Message from Michelle Bachelet, UN High Commissioner for Human Rights, for broadcast by Al Jazeera
10 December 2021
Media freedoms are a fundamental cornerstone of our universal human rights.
Everyone has a right to freedom of information, freedom of expression and freedom of opinion.
These rights also empower us to demand, and access, our rights in every domain of public and private life – from the right to participate fully and freely in decisions; to the rights to decent work and housing; to the best possible standard of health; to education of quality; and to live free of any form of discrimination.
Sound, independent and diverse media are also crucial to ensuring that government is transparent, accountable and responsive to people's concerns.
At times of crisis – such as the pandemic – they are literally life-saving.
But these past two years have seen media freedom, and journalists all over the world, targeted by crackdowns and attacks.
Media organisations have been subjected to undue restrictions, and even closed down based on vague and arbitrary laws and policies.
Many media workers have been subjected to harassment, intimidation, arbitrary detention and violent attacks – including killings – because of the work they do to inform us all.

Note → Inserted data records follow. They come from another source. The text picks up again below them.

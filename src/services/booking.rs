//! Booking creation flow.
//!
//! Creating a booking is the one write path that consults the availability
//! calculator: the requested slot must exist in the day's open windows and
//! the whole service duration must fit. The direct uniqueness check against
//! the repository stays in place regardless — it is what arbitrates two
//! concurrent requests racing for the same slot; the calculator only
//! advises, never reserves.

use chrono::NaiveDate;

use crate::api::{
    BookingDetail, BookingStatus, NewBooking, ServiceId, UserId, UserRole,
};
use crate::db::repository::{
    BookingRepository, CatalogRepository, ErrorContext, FullRepository, RepositoryError,
    RepositoryResult,
};
use crate::db::services as db_services;
use crate::models::TimeOfDay;
use crate::services::availability::availability_for_date;

/// A request to book a service at a date and time.
#[derive(Debug, Clone)]
pub struct BookingRequest {
    pub service_id: ServiceId,
    pub date: NaiveDate,
    pub time: TimeOfDay,
    pub notes: Option<String>,
    /// Explicit initial status; defaults by requester role when absent
    /// (admins book confirmed, clients book pending).
    pub status: Option<BookingStatus>,
}

/// Create a booking on behalf of `client` (acting as `requester_role`).
pub async fn create_booking(
    repo: &dyn FullRepository,
    client: UserId,
    requester_role: UserRole,
    request: BookingRequest,
) -> RepositoryResult<BookingDetail> {
    let service = repo
        .fetch_service(request.service_id)
        .await?
        .ok_or_else(|| {
            RepositoryError::not_found_with_context(
                "service not found",
                ErrorContext::new("create_booking").with_entity_id(request.service_id),
            )
        })?;

    if !service.is_active {
        return Err(RepositoryError::validation_with_context(
            "service is not available",
            ErrorContext::new("create_booking").with_entity_id(service.id),
        ));
    }

    // Uniqueness check first: this is the race arbiter for the slot.
    if repo
        .find_active_at(request.date, request.time)
        .await?
        .is_some()
    {
        return Err(RepositoryError::validation_with_context(
            "time slot is already taken",
            ErrorContext::new("create_booking")
                .with_details(format!("date={} time={}", request.date, request.time)),
        ));
    }

    // The slot must exist in the day's open windows and fit the whole
    // service duration without crossing a gap or running past closing.
    let slots = availability_for_date(repo, request.date, Some(service.id)).await?;
    let bookable = slots
        .iter()
        .any(|s| s.time == request.time && s.available);
    if !bookable {
        return Err(RepositoryError::validation_with_context(
            "requested time is not bookable for this service",
            ErrorContext::new("create_booking")
                .with_details(format!("date={} time={}", request.date, request.time)),
        ));
    }

    let status = request.status.unwrap_or(match requester_role {
        UserRole::Admin => BookingStatus::Confirmed,
        UserRole::Client => BookingStatus::Pending,
    });

    let booking = repo
        .insert_booking(NewBooking {
            client_id: client,
            service_id: service.id,
            date: request.date,
            time: request.time,
            status,
            notes: request.notes,
            created_by: requester_role,
        })
        .await?;

    db_services::get_booking_detailed(repo, booking.id)
        .await?
        .ok_or_else(|| RepositoryError::internal("booking vanished after insert"))
}
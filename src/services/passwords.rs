//! Password hashing.
//!
//! Thin wrapper over bcrypt so the cost factor and error mapping live in one
//! place. Hashes are stored in the repository and verified at login and on
//! password change.

use crate::db::repository::{RepositoryError, RepositoryResult};

/// Minimum accepted password length, enforced at registration and change.
pub const MIN_PASSWORD_LEN: usize = 6;

/// Hash a plaintext password for storage.
pub fn hash_password(password: &str) -> RepositoryResult<String> {
    bcrypt::hash(password, bcrypt::DEFAULT_COST)
        .map_err(|e| RepositoryError::internal(format!("password hashing failed: {}", e)))
}

/// Verify a plaintext password against a stored hash.
///
/// A malformed stored hash verifies as `false` rather than erroring: login
/// must not reveal whether the account exists in a broken state.
pub fn verify_password(password: &str, hash: &str) -> bool {
    bcrypt::verify(password, hash).unwrap_or(false)
}

#[cfg(test)]
mod tests {
    use super::*;

    #[test]
    fn test_hash_and_verify_roundtrip() {
        let hash = hash_password("cliente123").unwrap();
        assert_ne!(hash, "cliente123");
        assert!(verify_password("cliente123", &hash));
        assert!(!verify_password("wrong", &hash));
    }

    #[test]
    fn test_garbage_hash_never_verifies() {
        assert!(!verify_password("anything", "not-a-bcrypt-hash"));
    }
}
//! # Salon Rust Backend
//!
//! Booking and scheduling backend for a nail salon.
//!
//! This crate provides the REST API consumed by the client-facing booking UI
//! and the admin dashboard: service catalog, user accounts, bookings, working
//! hours and special-day overrides, plus the slot availability computation
//! used to decide which times are bookable for a given date and service.
//!
//! ## Architecture
//!
//! The crate is organized into several logical modules:
//!
//! - [`api`]: Domain types shared across layers (IDs, enums, records)
//! - [`models`]: Time-of-day representation and ID newtype machinery
//! - [`scheduler`]: Pure slot availability calculator
//! - [`db`]: Database operations, repository pattern, and persistence layer
//! - [`services`]: Business logic on top of the repositories
//! - [`http`]: Axum-based HTTP server and request handlers

// Allow large error types - RepositoryError contains rich context for debugging
#![allow(clippy::result_large_err)]

pub mod api;

pub mod db;
pub mod models;

pub mod scheduler;

pub mod services;

#[cfg(feature = "http-server")]
pub mod http;
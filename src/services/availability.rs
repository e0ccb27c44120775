//! Availability orchestration.
//!
//! Bridges the repository layer and the pure calculator in
//! [`crate::scheduler`]: fetches the windows and bookings that govern a
//! date, resolves the requested service's duration, and hands everything to
//! `compute_availability`.

use chrono::{Datelike, NaiveDate};

use crate::api::{ServiceId, Slot};
use crate::db::repository::{
    BookingRepository, CatalogRepository, FullRepository, HoursRepository, RepositoryResult,
};
use crate::scheduler;

/// Compute the bookable slots for a date.
///
/// Special-day windows take precedence over the recurring weekly schedule
/// (weekday 0 = Sunday). When `service_id` is given and resolves to a known
/// service, its duration drives the feasibility check; an unknown id or no
/// id at all yields plain occupancy-based availability.
///
/// A date with no configured hours produces an empty list, not an error.
pub async fn availability_for_date(
    repo: &dyn FullRepository,
    date: NaiveDate,
    service_id: Option<ServiceId>,
) -> RepositoryResult<Vec<Slot>> {
    let special = repo.list_special_day_windows(date).await?;
    let recurring = if special.is_empty() {
        let weekday = date.weekday().num_days_from_sunday() as u8;
        repo.list_working_windows(weekday).await?
    } else {
        Vec::new()
    };
    let windows = scheduler::resolve_windows(special, recurring);

    let bookings = repo.list_active_intervals(date).await?;

    let requested_duration = match service_id {
        Some(id) => repo.fetch_service(id).await?.map(|s| s.duration_min),
        None => None,
    };

    Ok(scheduler::compute_availability(
        &windows,
        &bookings,
        requested_duration,
    ))
}
//! Repository, data-service and statistics coverage against the in-memory
//! backend.

mod support;

use chrono::Utc;
use salon_rust::api::{
    BookingStatus, ServiceCategory, ServiceFilter, UserFilter, UserProfileChanges, UserRole,
};
use salon_rust::db::factory::RepositoryFactory;
use salon_rust::db::repository::{CatalogRepository, FullRepository, RepositoryError};
use salon_rust::db::services as db_services;
use salon_rust::services::{dashboard_stats, service_stats, user_stats};
use support::{date, seeded_repository, tod};

#[tokio::test]
async fn factory_builds_a_working_local_repository() {
    let repo = RepositoryFactory::create_local();
    assert!(repo.health_check().await.unwrap());
}

#[tokio::test]
async fn user_listing_filters_by_role_and_search() {
    let fixture = seeded_repository().await;

    let admins = db_services::list_users(
        &fixture.repo,
        UserFilter {
            role: Some(UserRole::Admin),
            search: None,
        },
    )
    .await
    .unwrap();
    assert_eq!(admins.len(), 1);
    assert_eq!(admins[0].id, fixture.admin.id);

    let by_name = db_services::list_users(
        &fixture.repo,
        UserFilter {
            role: None,
            search: Some("maria".to_string()),
        },
    )
    .await
    .unwrap();
    assert_eq!(by_name.len(), 1);
    assert_eq!(by_name[0].id, fixture.client.id);

    let by_phone = db_services::list_users(
        &fixture.repo,
        UserFilter {
            role: None,
            search: Some("555-0001".to_string()),
        },
    )
    .await
    .unwrap();
    assert_eq!(by_phone.len(), 1);
    assert_eq!(by_phone[0].id, fixture.admin.id);
}

#[tokio::test]
async fn profile_update_rejects_taken_email() {
    let fixture = seeded_repository().await;

    let err = db_services::update_user_profile(
        &fixture.repo,
        fixture.client.id,
        UserProfileChanges {
            email: Some("admin@salon.test".to_string()),
            ..Default::default()
        },
    )
    .await
    .unwrap_err();
    assert!(matches!(err, RepositoryError::ValidationError { .. }));

    let renamed = db_services::update_user_profile(
        &fixture.repo,
        fixture.client.id,
        UserProfileChanges {
            name: Some("Maria S.".to_string()),
            ..Default::default()
        },
    )
    .await
    .unwrap();
    assert_eq!(renamed.name, "Maria S.");
    assert_eq!(renamed.email, "client@salon.test");
}

#[tokio::test]
async fn catalog_rejects_invalid_price_and_duration() {
    let fixture = seeded_repository().await;

    let err = db_services::create_service(
        &fixture.repo,
        salon_rust::api::NewService {
            name: "Broken".to_string(),
            description: "x".to_string(),
            price: -1.0,
            duration_min: 30,
            category: ServiceCategory::Polish,
            is_active: true,
        },
    )
    .await
    .unwrap_err();
    assert!(matches!(err, RepositoryError::ValidationError { .. }));

    let err = db_services::create_service(
        &fixture.repo,
        salon_rust::api::NewService {
            name: "Broken".to_string(),
            description: "x".to_string(),
            price: 10.0,
            duration_min: 0,
            category: ServiceCategory::Polish,
            is_active: true,
        },
    )
    .await
    .unwrap_err();
    assert!(matches!(err, RepositoryError::ValidationError { .. }));
}

#[tokio::test]
async fn catalog_listing_filters_by_category_and_active_flag() {
    let fixture = seeded_repository().await;
    fixture
        .repo
        .insert_service(salon_rust::api::NewService {
            name: "Gel Polish".to_string(),
            description: "Gel application".to_string(),
            price: 45.0,
            duration_min: 45,
            category: ServiceCategory::Polish,
            is_active: false,
        })
        .await
        .unwrap();

    let manicures = db_services::list_services(
        &fixture.repo,
        ServiceFilter {
            category: Some(ServiceCategory::Manicure),
            is_active: None,
        },
    )
    .await
    .unwrap();
    assert_eq!(manicures.len(), 1);
    assert_eq!(manicures[0].name, "Full Manicure");

    let active = db_services::list_services(
        &fixture.repo,
        ServiceFilter {
            category: None,
            is_active: Some(true),
        },
    )
    .await
    .unwrap();
    assert_eq!(active.len(), 2);
}

#[tokio::test]
async fn schedule_configuration_is_validated() {
    let fixture = seeded_repository().await;

    // Inverted window.
    let err = db_services::create_working_hour(&fixture.repo, 1, tod("12:00"), tod("09:00"))
        .await
        .unwrap_err();
    assert!(matches!(err, RepositoryError::ValidationError { .. }));

    // Weekday out of range.
    let err = db_services::create_working_hour(&fixture.repo, 7, tod("09:00"), tod("12:00"))
        .await
        .unwrap_err();
    assert!(matches!(err, RepositoryError::ValidationError { .. }));

    // Special days get the same window validation.
    let err = db_services::create_special_day(
        &fixture.repo,
        date("2099-01-01"),
        tod("15:00"),
        tod("14:00"),
    )
    .await
    .unwrap_err();
    assert!(matches!(err, RepositoryError::ValidationError { .. }));
}

#[tokio::test]
async fn working_hours_list_in_week_order() {
    let fixture = seeded_repository().await;
    db_services::create_working_hour(&fixture.repo, 3, tod("09:00"), tod("12:00"))
        .await
        .unwrap();
    db_services::create_working_hour(&fixture.repo, 1, tod("14:00"), tod("18:00"))
        .await
        .unwrap();
    db_services::create_working_hour(&fixture.repo, 1, tod("09:00"), tod("12:00"))
        .await
        .unwrap();

    let hours = db_services::list_working_hours(&fixture.repo).await.unwrap();
    let order: Vec<(u8, String)> = hours
        .iter()
        .map(|h| (h.weekday, h.start.to_string()))
        .collect();
    assert_eq!(
        order,
        [
            (1, "09:00".to_string()),
            (1, "14:00".to_string()),
            (3, "09:00".to_string()),
        ]
    );
}

#[tokio::test]
async fn booking_listings_are_enriched_and_ordered() {
    let fixture = seeded_repository().await;
    fixture
        .raw_booking(
            fixture.client.id,
            fixture.pedicure.id,
            date("2099-03-02"),
            "10:00",
            BookingStatus::Confirmed,
        )
        .await;
    fixture
        .raw_booking(
            fixture.client.id,
            fixture.manicure.id,
            date("2099-03-02"),
            "09:00",
            BookingStatus::Pending,
        )
        .await;

    let bookings =
        db_services::list_bookings_detailed(&fixture.repo, Default::default())
            .await
            .unwrap();
    assert_eq!(bookings.len(), 2);
    // Ordered by time within the day.
    assert_eq!(bookings[0].booking.time, tod("09:00"));
    assert_eq!(bookings[0].service_name, "Full Manicure");
    assert_eq!(bookings[0].client_name, "Maria Silva");
    assert_eq!(bookings[1].service_price, 40.0);
    assert_eq!(bookings[1].service_duration_min, 90);
}

#[tokio::test]
async fn dashboard_stats_count_bookings_and_revenue() {
    let fixture = seeded_repository().await;
    let today = Utc::now().date_naive();

    fixture
        .raw_booking(
            fixture.client.id,
            fixture.manicure.id,
            date("2099-03-02"),
            "09:00",
            BookingStatus::Completed,
        )
        .await;
    fixture
        .raw_booking(
            fixture.client.id,
            fixture.pedicure.id,
            date("2099-03-02"),
            "10:00",
            BookingStatus::Completed,
        )
        .await;
    fixture
        .raw_booking(
            fixture.client.id,
            fixture.manicure.id,
            today,
            "14:00",
            BookingStatus::Pending,
        )
        .await;

    let stats = dashboard_stats(&fixture.repo).await.unwrap();
    assert_eq!(stats.total_bookings, 3);
    assert_eq!(stats.pending_bookings, 1);
    assert_eq!(stats.completed_bookings, 2);
    assert_eq!(stats.today_bookings, 1);
    // 35.00 manicure + 40.00 pedicure, completed only.
    assert!((stats.total_revenue - 75.0).abs() < f64::EPSILON);
}

#[tokio::test]
async fn service_stats_group_by_category() {
    let fixture = seeded_repository().await;

    let stats = service_stats(&fixture.repo).await.unwrap();
    assert_eq!(stats.total_services, 2);
    assert_eq!(stats.active_services, 2);
    assert_eq!(stats.services_by_category.len(), 2);
    for entry in &stats.services_by_category {
        assert_eq!(entry.count, 1);
    }
}

#[tokio::test]
async fn user_stats_track_recent_clients() {
    let fixture = seeded_repository().await;
    let today = Utc::now().date_naive();

    let stats = user_stats(&fixture.repo).await.unwrap();
    assert_eq!(stats.total_users, 2);
    assert_eq!(stats.total_clients, 1);
    assert_eq!(stats.total_admins, 1);
    assert_eq!(stats.active_clients, 0);

    fixture
        .raw_booking(
            fixture.client.id,
            fixture.manicure.id,
            today,
            "09:00",
            BookingStatus::Confirmed,
        )
        .await;

    let stats = user_stats(&fixture.repo).await.unwrap();
    assert_eq!(stats.active_clients, 1);
}
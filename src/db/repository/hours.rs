//! Schedule configuration repository trait: recurring working hours and
//! date-specific special days.

use async_trait::async_trait;
use chrono::NaiveDate;

use super::error::RepositoryResult;
use crate::api::{SpecialDay, SpecialDayId, TimeWindow, WorkingHour, WorkingHourId};
use crate::models::TimeOfDay;

/// Repository trait for opening-hours configuration.
#[async_trait]
pub trait HoursRepository: Send + Sync {
    /// Insert a recurring window and return it with its assigned id.
    async fn insert_working_hour(
        &self,
        weekday: u8,
        start: TimeOfDay,
        end: TimeOfDay,
    ) -> RepositoryResult<WorkingHour>;

    /// All recurring windows, ordered by weekday then start time.
    async fn list_working_hours(&self) -> RepositoryResult<Vec<WorkingHour>>;

    /// Recurring windows for one weekday, ordered by start time.
    async fn list_working_windows(&self, weekday: u8) -> RepositoryResult<Vec<TimeWindow>>;

    /// Replace a recurring window. Fails with `NotFound` for unknown ids.
    async fn update_working_hour(
        &self,
        id: WorkingHourId,
        weekday: u8,
        start: TimeOfDay,
        end: TimeOfDay,
    ) -> RepositoryResult<WorkingHour>;

    /// Delete a recurring window. Fails with `NotFound` for unknown ids.
    async fn delete_working_hour(&self, id: WorkingHourId) -> RepositoryResult<()>;

    /// Insert a special-day window and return it with its assigned id.
    async fn insert_special_day(
        &self,
        date: NaiveDate,
        start: TimeOfDay,
        end: TimeOfDay,
    ) -> RepositoryResult<SpecialDay>;

    /// All special days, ordered by date then start time.
    async fn list_special_days(&self) -> RepositoryResult<Vec<SpecialDay>>;

    /// Special-day windows for one date, ordered by start time. A non-empty
    /// result fully replaces the recurring schedule for that date.
    async fn list_special_day_windows(&self, date: NaiveDate)
        -> RepositoryResult<Vec<TimeWindow>>;

    /// Replace a special-day window. Fails with `NotFound` for unknown ids.
    async fn update_special_day(
        &self,
        id: SpecialDayId,
        date: NaiveDate,
        start: TimeOfDay,
        end: TimeOfDay,
    ) -> RepositoryResult<SpecialDay>;

    /// Delete a special-day window. Fails with `NotFound` for unknown ids.
    async fn delete_special_day(&self, id: SpecialDayId) -> RepositoryResult<()>;
}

Frequently, these crimes have not been adequately investigated. Such impunity not only has a chilling effect on journalism – it fuels further crimes.
This impacts all of us.
Independent media of quality are essential to social harmony, sustainable development, justice and peace.
We cannot combat and recover from the pandemic with better systems unless we benefit from the clarity that sound journalism delivers.
This year's Nobel Peace Prize has been awarded to the Filipina and Russian journalists Maria Ressa and Dmitry Muratov, in recognition of this essential work. I congratulate them, and all those who work for freedom of expression.
Standing up for human rights means standing up for media freedom – now and in the future.